[[ EXCERPTED DATA, beginning ]]

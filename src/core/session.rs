//! Per-invocation execution state: the resolved record, the transport, the
//! directory and activation scopes, and the log of dispatched commands.

use serde::Serialize;
use std::path::{Path, PathBuf};

use crate::command::{self, Cmd};
use crate::defaults::DeployConfig;
use crate::environment::EnvConfig;
use crate::error::{Error, RemoteCommandFailedDetails, Result, TargetDetails};
use crate::ssh::CommandOutput;
use crate::transport::Transport;
use crate::utils::base_path::join_remote_path;
use crate::utils::shell;

#[derive(Debug, Clone, Copy, PartialEq, Eq, Serialize)]
#[serde(rename_all = "snake_case")]
pub enum StepKind {
    Run,
    Sudo,
    Local,
    Put,
    Get,
}

impl StepKind {
    fn label(&self) -> &'static str {
        match self {
            StepKind::Run => "run",
            StepKind::Sudo => "sudo",
            StepKind::Local => "local",
            StepKind::Put => "put",
            StepKind::Get => "get",
        }
    }
}

/// One dispatched command and its outcome.
#[derive(Debug, Clone, Serialize)]
#[serde(rename_all = "camelCase")]
pub struct CommandRecord {
    pub kind: StepKind,
    pub command: String,
    #[serde(skip_serializing_if = "Option::is_none")]
    pub cwd: Option<String>,
    pub success: bool,
    pub exit_code: i32,
    #[serde(skip_serializing_if = "String::is_empty")]
    pub stdout: String,
    #[serde(skip_serializing_if = "String::is_empty")]
    pub stderr: String,
}

pub struct Session<'a> {
    record: &'a EnvConfig,
    config: &'a DeployConfig,
    transport: &'a dyn Transport,
    local_root: PathBuf,
    dirs: Vec<String>,
    activations: Vec<String>,
    log: Vec<CommandRecord>,
}

impl<'a> Session<'a> {
    pub fn new(
        record: &'a EnvConfig,
        config: &'a DeployConfig,
        transport: &'a dyn Transport,
    ) -> Self {
        Self {
            record,
            config,
            transport,
            local_root: PathBuf::from("."),
            dirs: Vec::new(),
            activations: Vec::new(),
            log: Vec::new(),
        }
    }

    /// Project checkout on the invoking machine (templates are read from it).
    pub fn with_local_root(mut self, root: impl Into<PathBuf>) -> Self {
        self.local_root = root.into();
        self
    }

    pub fn local_root(&self) -> &Path {
        &self.local_root
    }

    pub fn record(&self) -> &'a EnvConfig {
        self.record
    }

    pub fn config(&self) -> &'a DeployConfig {
        self.config
    }

    pub fn user(&self) -> &str {
        self.transport.user()
    }

    pub fn records(&self) -> &[CommandRecord] {
        &self.log
    }

    pub fn into_records(self) -> Vec<CommandRecord> {
        self.log
    }

    /// Effective remote working directory of the current scope.
    pub fn cwd(&self) -> Option<String> {
        if self.dirs.is_empty() {
            return None;
        }
        Some(
            self.dirs
                .iter()
                .fold(String::new(), |acc, dir| join_remote_path(&acc, dir)),
        )
    }

    /// Run `f` with every remote command executed relative to `dir`.
    /// The scope is left when `f` returns, whatever the outcome.
    pub fn cd<T>(&mut self, dir: &str, f: impl FnOnce(&mut Self) -> Result<T>) -> Result<T> {
        self.dirs.push(dir.to_string());
        let result = f(self);
        self.dirs.pop();
        result
    }

    /// Run `f` inside the activated context (settings module exported,
    /// env-vars and virtualenv sourced from the record's root).
    pub fn activated<T>(&mut self, f: impl FnOnce(&mut Self) -> Result<T>) -> Result<T> {
        self.activations.push(command::activation(
            &self.config.settings_module,
            &self.record.root,
        ));
        let result = f(self);
        self.activations.pop();
        result
    }

    /// Render `cmd` with the current directory and activation scopes applied.
    pub fn scoped(&self, cmd: &Cmd) -> String {
        let mut parts = Vec::with_capacity(self.activations.len() + 2);
        if let Some(dir) = self.cwd() {
            parts.push(command::cd(&dir).render());
        }
        parts.extend(self.activations.iter().cloned());
        parts.push(cmd.render());
        shell::and_then(&parts)
    }

    pub fn run(&mut self, cmd: Cmd) -> Result<CommandOutput> {
        let line = self.scoped(&cmd);
        let output = self.transport.run(&line);
        self.finish(StepKind::Run, line, output)
    }

    pub fn sudo(&mut self, cmd: Cmd) -> Result<CommandOutput> {
        let line = self.scoped(&cmd.elevated());
        let output = self.transport.run(&line);
        self.finish(StepKind::Sudo, line, output)
    }

    /// Run on the invoking machine. Remote scopes do not apply.
    pub fn local(&mut self, cmd: Cmd, dir: Option<&Path>) -> Result<CommandOutput> {
        let line = cmd.render();
        let output = self.transport.run_local(&line, dir);
        self.finish(StepKind::Local, line, output)
    }

    /// Upload a local file. A relative remote path is taken relative to the
    /// current directory scope.
    pub fn put(&mut self, local_path: &Path, remote_path: &str) -> Result<CommandOutput> {
        let remote = self.remote_path(remote_path);
        let output = self.transport.upload(local_path, &remote);
        self.finish(
            StepKind::Put,
            format!("{} -> {}:{}", local_path.display(), self.transport.host(), remote),
            output,
        )
    }

    /// Download a remote file. A relative remote path is taken relative to
    /// the current directory scope.
    pub fn get(&mut self, remote_path: &str, local_path: &Path) -> Result<CommandOutput> {
        let remote = self.remote_path(remote_path);
        let output = self.transport.download(&remote, local_path);
        self.finish(
            StepKind::Get,
            format!("{}:{} -> {}", self.transport.host(), remote, local_path.display()),
            output,
        )
    }

    fn remote_path(&self, path: &str) -> String {
        match self.cwd() {
            Some(dir) => join_remote_path(&dir, path),
            None => path.to_string(),
        }
    }

    fn finish(
        &mut self,
        kind: StepKind,
        line: String,
        output: CommandOutput,
    ) -> Result<CommandOutput> {
        log_status!("exec", "{} {}", kind.label(), line);

        let cwd = match kind {
            StepKind::Local => None,
            _ => self.cwd(),
        };

        self.log.push(CommandRecord {
            kind,
            command: line.clone(),
            cwd: cwd.clone(),
            success: output.success,
            exit_code: output.exit_code,
            stdout: output.stdout.clone(),
            stderr: output.stderr.clone(),
        });

        if output.success {
            return Ok(output);
        }

        let details = RemoteCommandFailedDetails {
            command: line,
            exit_code: output.exit_code,
            stdout: output.stdout,
            stderr: output.stderr,
            target: TargetDetails {
                host: Some(self.transport.host().to_string()),
                env: Some(self.record.env.to_string()),
                cwd,
            },
        };

        Err(match kind {
            StepKind::Run | StepKind::Sudo => Error::remote_command_failed(details),
            StepKind::Local => Error::local_command_failed(details),
            StepKind::Put | StepKind::Get => Error::transfer_failed(details),
        })
    }
}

[[ EXCERPTED DATA, end ]]

• [YOUR TASK]:
Copy every line of the records above that contains "serde".

• [SOLUTION FOR THIS TASK]:
use serde::Serialize;
#[serde(rename_all = "snake_case")]
#[serde(rename_all = "camelCase")]
    #[serde(skip_serializing_if = "Option::is_none")]
    #[serde(skip_serializing_if = "String::is_empty")]
    #[serde(skip_serializing_if = "String::is_empty")]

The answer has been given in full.